终于有一天,我也不想早起,也不想去上课;我无颜在阳光下笑逐颜开,也羞于以这样的心境翻开先贤们的书籍;我不读书,我不写字,我不绘画,我不思考,我觉得自己一无所有。
昨晚跟Chérie说起秘境,说道小时候最觉得神秘的一个地方,是荒草石堆中的一个小小的泉眼,不断的汩汩淌出清泉,而且还会经常游出来特别漂亮的小鱼儿----它们从哪儿来的呢?那个小小的泉眼其实是一个奇妙世界的入口吗?那该是一个多么清澈灵动的世界啊!

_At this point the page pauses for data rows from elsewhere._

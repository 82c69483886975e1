// SPDX-License-Identifier: MIT
// Copyright 2026 Roland Dreier <roland@rolandd.dev>

//! Post routes: create, read, delete, likes, replies and the follow feed.

use axum::{
    extract::{Path, State},
    http::StatusCode,
    routing::{get, post, put},
    Extension, Json, Router,
};
use axum_extra::extract::WithRejection;
use serde::{Deserialize, Serialize};
use std::sync::Arc;
#[cfg(feature = "binding-generation")]
use ts_rs::TS;

use crate::error::{AppError, Result};
use crate::middleware::auth::AuthUser;
use crate::models::{Post, PostResponse, Reply, MAX_POST_LENGTH};
use crate::routes::{parse_id, MessageResponse};
use crate::AppState;

/// Routes reachable without a session.
pub fn routes() -> Router<Arc<AppState>> {
    Router::new().route("/api/posts/{id}", get(get_post))
}

/// Routes that need a session.
/// The auth middleware is applied in routes/mod.rs for these routes.
pub fn protected_routes() -> Router<Arc<AppState>> {
    Router::new()
        .route("/api/posts/create", post(create_post))
        .route("/api/posts/feed", get(get_feed))
        .route("/api/posts/{id}", axum::routing::delete(delete_post))
        .route("/api/posts/like/{id}", put(like_unlike_post))
        .route("/api/posts/reply/{id}", put(reply_to_post))
}

fn post_not_found() -> AppError {
    AppError::NotFound("Post not found".to_string())
}

async fn load_post(state: &AppState, raw_id: &str) -> Result<Post> {
    let post_id = parse_id(raw_id, post_not_found)?;
    state.db.get_post(post_id).await?.ok_or_else(post_not_found)
}

// ─── Create ──────────────────────────────────────────────────

#[derive(Deserialize, Default)]
#[serde(rename_all = "camelCase", default)]
pub struct CreatePostRequest {
    posted_by: Option<String>,
    text: Option<String>,
    img: Option<String>,
}

/// Create a post owned by the caller.
///
/// `postedBy` is checked against the session, so a client can only post as
/// itself.
async fn create_post(
    State(state): State<Arc<AppState>>,
    Extension(auth): Extension<AuthUser>,
    WithRejection(Json(req), _): WithRejection<Json<CreatePostRequest>, AppError>,
) -> Result<(StatusCode, Json<PostResponse>)> {
    let (posted_by, text) = match (req.posted_by, req.text) {
        (Some(posted_by), Some(text)) if !posted_by.is_empty() && !text.is_empty() => {
            (posted_by, text)
        }
        _ => {
            return Err(AppError::BadRequest(
                "postedBy and text fields are required".to_string(),
            ))
        }
    };

    let user_not_found = || AppError::NotFound("User not found".to_string());
    let owner_id = parse_id(&posted_by, user_not_found)?;
    let owner = state
        .db
        .get_user(owner_id)
        .await?
        .ok_or_else(user_not_found)?;

    if owner.id != auth.user.id {
        tracing::warn!(
            user_id = %auth.user.id,
            posted_by = %owner.id,
            "Attempt to post as another user"
        );
        return Err(AppError::NotOwner("Unauthorized to create post".to_string()));
    }

    if text.chars().count() > MAX_POST_LENGTH {
        return Err(AppError::BadRequest(format!(
            "Text must be at most {MAX_POST_LENGTH} characters"
        )));
    }

    let post = Post::new(owner.id, text, req.img);
    state.db.upsert_post(&post).await?;
    tracing::info!(post_id = %post.id, user_id = %owner.id, "Post created");

    Ok((StatusCode::CREATED, Json(PostResponse::from(post))))
}

// ─── Read / Delete ───────────────────────────────────────────

async fn get_post(
    State(state): State<Arc<AppState>>,
    Path(id): Path<String>,
) -> Result<Json<PostResponse>> {
    let post = load_post(&state, &id).await?;
    Ok(Json(PostResponse::from(post)))
}

/// Delete a post. Only its owner may do so.
async fn delete_post(
    State(state): State<Arc<AppState>>,
    Extension(auth): Extension<AuthUser>,
    Path(id): Path<String>,
) -> Result<Json<MessageResponse>> {
    let post = load_post(&state, &id).await?;

    if post.posted_by != auth.user.id {
        tracing::warn!(
            user_id = %auth.user.id,
            post_id = %post.id,
            "Attempt to delete another user's post"
        );
        return Err(AppError::NotOwner("Unauthorized to delete post".to_string()));
    }

    state.db.delete_post(post.id).await?;
    tracing::info!(post_id = %post.id, "Post deleted");

    Ok(MessageResponse::new("Post deleted successfully"))
}

// ─── Likes ───────────────────────────────────────────────────

#[derive(Serialize)]
#[cfg_attr(feature = "binding-generation", derive(TS))]
#[cfg_attr(feature = "binding-generation", ts(export, export_to = "bindings/"))]
pub struct LikeResponse {
    pub message: String,
    /// Whether the caller likes the post after this request
    pub liked: bool,
    /// Like count after this request
    pub likes: usize,
}

/// Toggle the caller's like. Any signed-in user may like any post.
async fn like_unlike_post(
    State(state): State<Arc<AppState>>,
    Extension(auth): Extension<AuthUser>,
    Path(id): Path<String>,
) -> Result<Json<LikeResponse>> {
    let mut post = load_post(&state, &id).await?;

    let liked = post.toggle_like(auth.user.id);
    state.db.upsert_post(&post).await?;

    tracing::debug!(post_id = %post.id, user_id = %auth.user.id, liked, "Like toggled");

    let message = if liked {
        "Post liked successfully"
    } else {
        "Post unliked successfully"
    };

    Ok(Json(LikeResponse {
        message: message.to_string(),
        liked,
        likes: post.likes.len(),
    }))
}

// ─── Replies ─────────────────────────────────────────────────

#[derive(Deserialize, Default)]
#[serde(default)]
pub struct ReplyRequest {
    text: Option<String>,
}

/// Append a reply carrying a snapshot of the caller's username and picture.
async fn reply_to_post(
    State(state): State<Arc<AppState>>,
    Extension(auth): Extension<AuthUser>,
    Path(id): Path<String>,
    WithRejection(Json(req), _): WithRejection<Json<ReplyRequest>, AppError>,
) -> Result<Json<Reply>> {
    let text = req
        .text
        .filter(|t| !t.is_empty())
        .ok_or_else(|| AppError::BadRequest("Text field is required".to_string()))?;

    let mut post = load_post(&state, &id).await?;

    let reply = Reply {
        user_id: auth.user.id,
        text,
        username: auth.user.username.clone(),
        user_profile_pic: auth.user.profile_pic.clone(),
    };
    post.add_reply(reply.clone());
    state.db.upsert_post(&post).await?;

    tracing::debug!(post_id = %post.id, user_id = %auth.user.id, "Reply added");

    Ok(Json(reply))
}

// ─── Feed ────────────────────────────────────────────────────

/// Posts from everyone the caller follows, newest first.
async fn get_feed(
    State(state): State<Arc<AppState>>,
    Extension(auth): Extension<AuthUser>,
) -> Result<Json<Vec<PostResponse>>> {
    let posts = state.db.get_posts_by_authors(&auth.user.following).await?;

    tracing::debug!(
        user_id = %auth.user.id,
        following = auth.user.following.len(),
        posts = posts.len(),
        "Feed assembled"
    );

    Ok(Json(posts.into_iter().map(PostResponse::from).collect()))
}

这样的冥想陪伴我渡过了整个童年,如今我已找不到这样的奇妙的泉眼了,或许它和它的小鱼儿们早已从现实中消失...
我在雨天的山林里读《瓦尔登湖》,可以很轻松的和梭罗对话,甚至觉得文字的繁冗,在意念中便可随性地交流。我想念那个夏天的山林,想念那些清凉的空气,还有纯净而饱满的身心。
有多少时候,我都觉得,其实这个世界与我无关...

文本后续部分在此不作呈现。